Saved data entries:
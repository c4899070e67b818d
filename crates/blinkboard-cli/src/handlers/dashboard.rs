use anyhow::Result;
use blinkboard_client::Client;
use blinkboard_types::TimeRange;

use crate::args::OutputFormat;
use crate::presentation::{CommandResult, ConsoleRenderer, DashboardViewModel, Guidance, Renderer};

pub fn handle(client: &Client, range: &str, format: OutputFormat) -> Result<()> {
    let range: TimeRange = range.parse()?;
    let data = client.dashboard(range)?;

    let unread = data.unread_notifications();
    let mut result = CommandResult::new(DashboardViewModel::from_data(&data));
    if unread > 0 {
        result = result.with_suggestion(Guidance::new(
            format!("{} unread notifications", unread),
            "blinkboard notification list",
        ));
    }

    ConsoleRenderer::new(format.is_json()).render(result)
}
use anyhow::Result;
use blinkboard_client::Client;

use crate::args::{NotificationCommand, OutputFormat};
use crate::presentation::{CommandResult, ConsoleRenderer, NotificationListViewModel, Renderer};

pub fn handle(client: &Client, command: NotificationCommand, format: OutputFormat) -> Result<()> {
    let renderer = ConsoleRenderer::new(format.is_json());

    match command {
        NotificationCommand::List => {
            let notifications = client.notifications()?;
            renderer.render(CommandResult::new(NotificationListViewModel::new(
                &notifications,
            )))
        }
        NotificationCommand::Read => {
            client.mark_notifications_read()?;
            let notifications = client.notifications()?;
            renderer.render(CommandResult::new(NotificationListViewModel::new(
                &notifications,
            )))
        }
    }
}
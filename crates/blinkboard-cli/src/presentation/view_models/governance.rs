use std::fmt;

use blinkboard_types::{GovernanceProposal, LeaderboardEntry, ProposalStatus};
use serde::Serialize;

use crate::presentation::formatters::number;

#[derive(Debug, Serialize)]
pub struct ProposalRow {
    pub id: String,
    pub title: String,
    pub votes: u64,
    pub status: String,
}

#[derive(Debug, Serialize)]
pub struct GovernanceViewModel {
    pub proposals: Vec<ProposalRow>,
}

impl GovernanceViewModel {
    pub fn new(proposals: &[GovernanceProposal]) -> Self {
        Self {
            proposals: proposals
                .iter()
                .map(|p| ProposalRow {
                    id: p.id.clone(),
                    title: p.title.clone(),
                    votes: p.votes,
                    status: match p.status {
                        ProposalStatus::Active => "active".to_string(),
                        ProposalStatus::Ended => "ended".to_string(),
                    },
                })
                .collect(),
        }
    }
}

impl fmt::Display for GovernanceViewModel {
    fn fmt(&self, f: &mut fmt::Formatter) -> fmt::Result {
        if self.proposals.is_empty() {
            return writeln!(f, "No proposals.");
        }

        writeln!(f, "{:<4} {:<30} {:>7}  {}", "ID", "TITLE", "VOTES", "STATUS")?;
        for proposal in &self.proposals {
            writeln!(
                f,
                "{:<4} {:<30} {:>7}  {}",
                proposal.id, proposal.title, proposal.votes, proposal.status
            )?;
        }
        Ok(())
    }
}

#[derive(Debug, Serialize)]
pub struct LeaderboardRow {
    pub rank: u32,
    pub name: String,
    pub blinks: u64,
    pub likes: u64,
}

#[derive(Debug, Serialize)]
pub struct LeaderboardViewModel {
    pub entries: Vec<LeaderboardRow>,
}

impl LeaderboardViewModel {
    pub fn new(entries: &[LeaderboardEntry]) -> Self {
        Self {
            entries: entries
                .iter()
                .map(|e| LeaderboardRow {
                    rank: e.rank,
                    name: e.name.clone(),
                    blinks: e.blinks,
                    likes: e.likes,
                })
                .collect(),
        }
    }
}

impl fmt::Display for LeaderboardViewModel {
    fn fmt(&self, f: &mut fmt::Formatter) -> fmt::Result {
        if self.entries.is_empty() {
            return writeln!(f, "Leaderboard is empty.");
        }

        writeln!(f, "{:<5} {:<20} {:>7} {:>7}", "RANK", "NAME", "BLINKS", "LIKES")?;
        for entry in &self.entries {
            writeln!(
                f,
                "{:<5} {:<20} {:>7} {:>7}",
                entry.rank,
                entry.name,
                entry.blinks,
                number::format_compact(entry.likes)
            )?;
        }
        Ok(())
    }
}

### REQUIRED WORK
Copy every line from the records above that contains the string "impl".

### RESULT BELOW
impl GovernanceViewModel {
impl fmt::Display for GovernanceViewModel {
impl LeaderboardViewModel {
impl fmt::Display for LeaderboardViewModel {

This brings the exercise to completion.